いない歴=年齢。冴えない私にイケメン彼氏ができました
「座っててよ」
そう言って真衣香の肩をトン、と押さえ二人掛けサイズのソファに座らせた後、帰りに寄ったコンビニの袋の中身をガサガサと取り出してゆく。
「さっき買ってきたの、飲む?」
「う、うん!」
頷き、答えた真衣香のすぐ隣に座った坪井が、ソファー前にあるローテーブルに瓶や缶などのアルコール類や、お菓子を並べる。

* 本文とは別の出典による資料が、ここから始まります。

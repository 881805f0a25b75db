use std::collections::HashMap;
use std::path::Path;

use crate::error::CrmError;

use super::types::ConfigFile;

pub const ENV_CLIENT_ID: &str = "CRM_CLIENT_ID";
pub const ENV_CLIENT_SECRET: &str = "CRM_CLIENT_SECRET";
pub const ENV_REFRESH_TOKEN: &str = "CRM_REFRESH_TOKEN";
pub const ENV_AUTH_CODE: &str = "CRM_AUTH_CODE";
pub const ENV_REDIRECT_URI: &str = "CRM_REDIRECT_URI";
pub const ENV_USER_TYPE: &str = "CRM_USER_TYPE";
pub const ENV_TOKEN_URL: &str = "CRM_TOKEN_URL";
pub const ENV_EXPIRY_BUFFER: &str = "CRM_TOKEN_EXPIRY_BUFFER_SECONDS";
pub const ENV_API_BASE_URL: &str = "CRM_API_BASE_URL";
pub const ENV_COMPANY_ID: &str = "CRM_COMPANY_ID";
pub const ENV_API_VERSION: &str = "CRM_API_VERSION";
pub const ENV_REQUEST_TIMEOUT: &str = "CRM_REQUEST_TIMEOUT_SECS";

/// Developer env files read from the working directory, highest precedence first.
pub const ENV_FILES: [&str; 2] = [".env.local", ".env"];

/// Variable lookup layering the process environment over developer env files.
#[derive(Debug, Clone, Default)]
pub struct EnvSource {
    process: HashMap<String, String>,
    files: HashMap<String, String>,
}

impl EnvSource {
    /// Snapshot the process environment plus any env files in `dir`.
    pub fn load(dir: &Path) -> Result<Self, CrmError> {
        let mut files = HashMap::new();
        for name in ENV_FILES {
            let path = dir.join(name);
            if !path.exists() {
                continue;
            }
            for (k, v) in read_env_file(&path)? {
                files.entry(k).or_insert(v);
            }
            tracing::debug!(path = %path.display(), "loaded developer env file");
        }
        Ok(Self {
            process: std::env::vars().collect(),
            files,
        })
    }

    pub fn from_pairs(process: &[(&str, &str)], files: &[(&str, &str)]) -> Self {
        let collect = |pairs: &[(&str, &str)]| {
            pairs
                .iter()
                .map(|(k, v)| (k.to_string(), v.to_string()))
                .collect::<HashMap<_, _>>()
        };
        Self {
            process: collect(process),
            files: collect(files),
        }
    }

    /// Non-empty value for `key`; the process environment wins over env files.
    pub fn get(&self, key: &str) -> Option<String> {
        self.process
            .get(key)
            .filter(|v| !v.is_empty())
            .or_else(|| self.files.get(key).filter(|v| !v.is_empty()))
            .cloned()
    }
}

/// Read a developer env file. Syntax follows dotenv: `#` comments (also
/// trailing ones after whitespace), `export ` prefixes, single and double
/// quotes with escapes, and multi-line quoted values.
pub fn read_env_file(path: &Path) -> Result<Vec<(String, String)>, CrmError> {
    let config_error = |e: dotenvy::Error| CrmError::Config {
        path: path.to_path_buf(),
        detail: format!("Invalid env file: {e}"),
    };
    dotenvy::from_path_iter(path)
        .map_err(config_error)?
        .map(|item| item.map_err(config_error))
        .collect()
}

/// Expand environment variable references in a string.
///
/// Supported syntaxes:
/// - `${VAR}` - replaced with the value; error if unset
/// - `${VAR:-fallback}` - replaced with the value, or fallback if unset or empty
/// - `$env:VAR` - same as `${VAR}`
pub fn expand_env_vars(input: &str, env: &EnvSource) -> Result<String, CrmError> {
    let mut result = String::with_capacity(input.len());
    let mut rest = input;

    while let Some(pos) = rest.find('$') {
        result.push_str(&rest[..pos]);
        rest = &rest[pos + 1..];

        if let Some(body) = rest.strip_prefix('{') {
            let close = body.find('}').ok_or_else(|| {
                CrmError::config(format!("Unclosed variable reference: ${{{body}"))
            })?;
            let expr = &body[..close];
            rest = &body[close + 1..];
            match expr.split_once(":-") {
                Some((name, fallback)) => {
                    result.push_str(&env.get(name).unwrap_or_else(|| fallback.to_string()))
                }
                None => result.push_str(&require(env, expr)?),
            }
        } else if let Some(body) = rest.strip_prefix("env:") {
            let end = body
                .find(|c: char| !(c.is_alphanumeric() || c == '_'))
                .unwrap_or(body.len());
            if end == 0 {
                return Err(CrmError::config("Empty variable name in $env: reference"));
            }
            result.push_str(&require(env, &body[..end])?);
            rest = &body[end..];
        } else {
            result.push('$');
        }
    }
    result.push_str(rest);
    Ok(result)
}

fn require(env: &EnvSource, name: &str) -> Result<String, CrmError> {
    env.get(name)
        .ok_or_else(|| CrmError::config(format!("Environment variable '{name}' is not set")))
}

/// Expand variable references in every string field of a config file.
pub fn expand_config_file(file: &mut ConfigFile, env: &EnvSource) -> Result<(), CrmError> {
    let fields = [
        &mut file.client_id,
        &mut file.client_secret,
        &mut file.refresh_token,
        &mut file.authorization_code,
        &mut file.redirect_uri,
        &mut file.user_type,
        &mut file.token_endpoint,
        &mut file.api_base_url,
        &mut file.api_version,
        &mut file.company_id,
    ];
    for field in fields {
        if let Some(value) = field {
            *value = expand_env_vars(value, env)?;
        }
    }
    if let Some(hosts) = &mut file.canonical_hosts {
        for host in hosts {
            *host = expand_env_vars(host, env)?;
        }
    }
    Ok(())
}

/// Build a config layer from `CRM_*` variables.
pub fn env_overrides(env: &EnvSource) -> Result<ConfigFile, CrmError> {
    Ok(ConfigFile {
        client_id: env.get(ENV_CLIENT_ID),
        client_secret: env.get(ENV_CLIENT_SECRET),
        refresh_token: env.get(ENV_REFRESH_TOKEN),
        authorization_code: env.get(ENV_AUTH_CODE),
        redirect_uri: env.get(ENV_REDIRECT_URI),
        user_type: env.get(ENV_USER_TYPE),
        token_endpoint: env.get(ENV_TOKEN_URL),
        expiry_buffer_secs: parse_number(env, ENV_EXPIRY_BUFFER)?,
        api_base_url: env.get(ENV_API_BASE_URL),
        canonical_hosts: None,
        api_version: env.get(ENV_API_VERSION),
        company_id: env.get(ENV_COMPANY_ID),
        request_timeout_secs: parse_number(env, ENV_REQUEST_TIMEOUT)?,
    })
}

fn parse_number<T: std::str::FromStr>(env: &EnvSource, key: &str) -> Result<Option<T>, CrmError> {
    env.get(key)
        .map(|raw| {
            raw.trim()
                .parse::<T>()
                .map_err(|_| CrmError::config(format!("{key} must be a whole number, got '{raw}'")))
        })
        .transpose()
}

「ありがとう、でも太っちゃうかなぁ。今日甘いの飲んでばっかり」
「そ? もうちょい太っちゃえば? お前細いんだもん」
ニヤッと笑って、腰に腕が巻きついてくる。
(ち、近い……!)
二人きりの空間で、こうも近いと心臓の音がバレてしまいそうだ。
……不安な、心までも。
身体を密着させたまま、缶の蓋を開け、ビールに口をつける坪井。
それに続いて、真衣香も、桃のイラストが描かれたサワーの缶を開けて口に含んだ。
もう一口、また、一口。 飲むたびに緊張だったり、帰りがけからずっと続く胸のざわめきが消えてゆくよう。
やがて。
ふう、と息を吐き、飲み口から唇を離すと……それを待っていたかのように。
後頭部をふんわりと掴まれ、ちゅっ、と短い音を立てて軽いキスをされた。
いつの間にか、至近距離に坪井の顔がある。
その整った顔を、酔いの効果もあってか、目を逸らすことなく見つめ返す。
次に触れ合った唇は、すぐに湿り気を帯びて、深く、長く、何度も角度を変え繰り返された。
次第に、呼吸が荒くなっていくのを感じるけれど、どうしたことか恥ずかしさよりも勝るものがあった。
「……な、止めてくれないの?」
多分、それは、また湧き上がってきた不安な心で。